Shulou(Shulou.com)06/01 Report--

Blogger QQ:819594300

Blog address: http://zpf666.blog.51cto.com/

Friends who have any questions can contact the blogger, the blogger will help you answer, thank you for your support!

With the deepening of enterprise informatization, higher requirements are put forward for the reliability, security and manageability of network equipment and links. Through the topology and configuration of an enterprise network headquarters and branches, this paper lists the current mainstream technologies for the construction of small and medium-sized enterprise networks, including gateway backup, link redundancy, routing control, access control, device management and other network technologies.

In the case, there are seven devices, three switches and two routers in the corporate network headquarters, one router in the branch communicates with the headquarters through the telecom 10m private line and Unicom's 2m dedicated backup line, and the other router simulates internet.

In the case, the headquarters has two application network segments: one is the service 192network segment, and the other is the OA's 172network, which communicates with the branch service network segment and the OA network segment respectively.

1. Pre-knowledge points

1 、 MSTP

MSTP is defined by the 802.1S standard developed by IEEE, which can make up for the shortcomings of STP and RSTP. It can not only converge quickly, but also forward different VLAN traffic along their respective paths, thus providing a better complex sharing mechanism for redundant links. MSTP has the following characteristics:

1) MSTP divides a switching network into multiple domains, and multiple spanning trees are formed in each domain, and the spanning trees are independent of each other.

2) MSTP associates VLAN with spanning tree by setting the corresponding relationship between VLAN and spanning tree (VLAN mapping table). Through the concept of "instance", several VLAN are bundled into one instance, thus saving communication overhead and reducing resource occupancy rate.

3) MSTP builds the loop network into a non-loop tree network, which avoids the proliferation and wireless circulation of packets in the loop network. At the same time, it also provides multiple redundant paths for data forwarding, and realizes the load sharing of VLAN data in the process of data forwarding.

4) MSTP is compatible with STP and RSTP.

2 、 VRRP

VRRP divides a group of routers in a local area network into a group called a backup group. The backup group consists of a master router and multiple backup routers, which is functionally equivalent to a virtual router. VRRP backup groups have the following characteristics.
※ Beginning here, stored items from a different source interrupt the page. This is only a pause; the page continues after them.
//! Stock map: item name to quantity, in insertion order.

use std::collections::HashMap;

use serde::de::{MapAccess, Visitor};
use serde::ser::SerializeMap;
use serde::{Deserialize, Deserializer, Serialize, Serializer};

use stockledger_core::Quantity;

/// Mapping from item name to quantity on hand.
///
/// Invariant: no entry holds zero. Setting an item to zero removes it.
/// Iteration follows the order items were first inserted (or the order they
/// appeared in the deserialized document).
#[derive(Debug, Clone, Default, PartialEq, Eq)]
pub struct StockMap {
    quantities: HashMap<String, Quantity>,
    order: Vec<String>,
}

impl StockMap {
    pub fn new() -> Self {
        Self::default()
    }

    /// Quantity on hand; absent items read as zero.
    pub fn get(&self, item: &str) -> Quantity {
        self.quantities.get(item).copied().unwrap_or(Quantity::ZERO)
    }

    pub fn contains(&self, item: &str) -> bool {
        self.quantities.contains_key(item)
    }

    /// Store `qty` for `item`, removing the entry when `qty` is zero.
    ///
    /// Returns the previous quantity.
    pub fn set(&mut self, item: &str, qty: Quantity) -> Quantity {
        if qty.is_zero() {
            return self.remove(item).unwrap_or(Quantity::ZERO);
        }
        match self.quantities.insert(item.to_string(), qty) {
            Some(prev) => prev,
            None => {
                self.order.push(item.to_string());
                Quantity::ZERO
            }
        }
    }

    pub fn remove(&mut self, item: &str) -> Option<Quantity> {
        let prev = self.quantities.remove(item)?;
        self.order.retain(|name| name != item);
        Some(prev)
    }

    pub fn iter(&self) -> impl Iterator<Item = (&str, Quantity)> + '_ {
        self.order
            .iter()
            .map(|name| (name.as_str(), self.quantities[name]))
    }

    pub fn names(&self) -> impl Iterator<Item = &str> + '_ {
        self.order.iter().map(String::as_str)
    }

    pub fn len(&self) -> usize {
        self.order.len()
    }

    pub fn is_empty(&self) -> bool {
        self.order.is_empty()
    }
}

impl<'a> FromIterator<(&'a str, u64)> for StockMap {
    fn from_iter<I: IntoIterator<Item = (&'a str, u64)>>(iter: I) -> Self {
        let mut map = StockMap::new();
        for (item, qty) in iter {
            map.set(item, Quantity::new(qty));
        }
        map
    }
}

impl Serialize for StockMap {
    fn serialize<S: Serializer>(&self, serializer: S) -> Result<S::Ok, S::Error> {
        let mut map = serializer.serialize_map(Some(self.len()))?;
        for (item, qty) in self.iter() {
            map.serialize_entry(item, &qty)?;
        }
        map.end()
    }
}

impl<'de> Deserialize<'de> for StockMap {
    fn deserialize<D: Deserializer<'de>>(deserializer: D) -> Result<Self, D::Error> {
        deserializer.deserialize_map(StockMapVisitor)
    }
}

struct StockMapVisitor;

impl<'de> Visitor<'de> for StockMapVisitor {
    type Value = StockMap;

    fn expecting(&self, f: &mut core::fmt::Formatter<'_>) -> core::fmt::Result {
        f.write_str("an object mapping item names to non-negative integer quantities")
    }

    fn visit_map<A: MapAccess<'de>>(self, mut access: A) -> Result<Self::Value, A::Error> {
        let mut stock = StockMap::new();
        // Repeated keys: last one wins. Zero entries are dropped by `set`.
        while let Some((item, qty)) = access.next_entry::<String, Quantity>()? {
            stock.set(&item, qty);
        }
        Ok(stock)
    }
}

#[cfg(test)]
mod tests {
    use super::*;

    #[test]
    fn absent_items_read_as_zero() {
        let stock = StockMap::new();
        assert_eq!(stock.get("apple"), Quantity::ZERO);
        assert!(!stock.contains("apple"));
    }

    #[test]
    fn setting_zero_removes_the_entry() {
        let mut stock: StockMap = [("apple", 3)].into_iter().collect();
        let prev = stock.set("apple", Quantity::ZERO);
        assert_eq!(prev, Quantity::new(3));
        assert!(stock.is_empty());
    }

    #[test]
    fn iteration_follows_insertion_order() {
        let mut stock = StockMap::new();
        stock.set("pear", Quantity::new(1));
        stock.set("apple", Quantity::new(2));
        stock.set("fig", Quantity::new(3));
        stock.set("pear", Quantity::new(9));

        let names: Vec<_> = stock.names().collect();
        assert_eq!(names, vec!["pear", "apple", "fig"]);
    }

    #[test]
    fn serializes_in_order() {
        let stock: StockMap = [("banana", 15), ("apple", 7)].into_iter().collect();
        let json = serde_json::to_string(&stock).unwrap();
        assert_eq!(json, r#"{"banana":15,"apple":7}"#);
    }

    #[test]
    fn deserializes_preserving_document_order() {
        let stock: StockMap = serde_json::from_str(r#"{"zucchini": 2, "apple": 7}"#).unwrap();
        let names: Vec<_> = stock.names().collect();
        assert_eq!(names, vec!["zucchini", "apple"]);
        assert_eq!(stock.get("apple"), Quantity::new(7));
    }

    #[test]
    fn deserialize_drops_zero_entries() {
        let stock: StockMap = serde_json::from_str(r#"{"apple": 0, "pear": 1}"#).unwrap();
        assert!(!stock.contains("apple"));
        assert_eq!(stock.len(), 1);
    }

    #[test]
    fn deserialize_rejects_negative_and_fractional_quantities() {
        assert!(serde_json::from_str::<StockMap>(r#"{"apple": -1}"#).is_err());
        assert!(serde_json::from_str::<StockMap>(r#"{"apple": 1.5}"#).is_err());
        assert!(serde_json::from_str::<StockMap>(r#"["apple"]"#).is_err());
    }
}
1) the virtual router has an IP address, called a virtual address. Hosts on the LAN only need to know the ip address of the virtual router and set it as the next-hop address of the default route. Hosts in the network communicate with the external network through this virtual router.

2) according to the priority, the routers in the backup group elect the master router to assume the gateway function. Other routers, as backup routers, continue to perform gateway duties instead of master routers when the master router fails, so as to ensure that the hosts in the network communicate with the external network continuously.

3 、 ACL

Basic ACL: the number range is 2000-2999, and the source ip address of the message is supported.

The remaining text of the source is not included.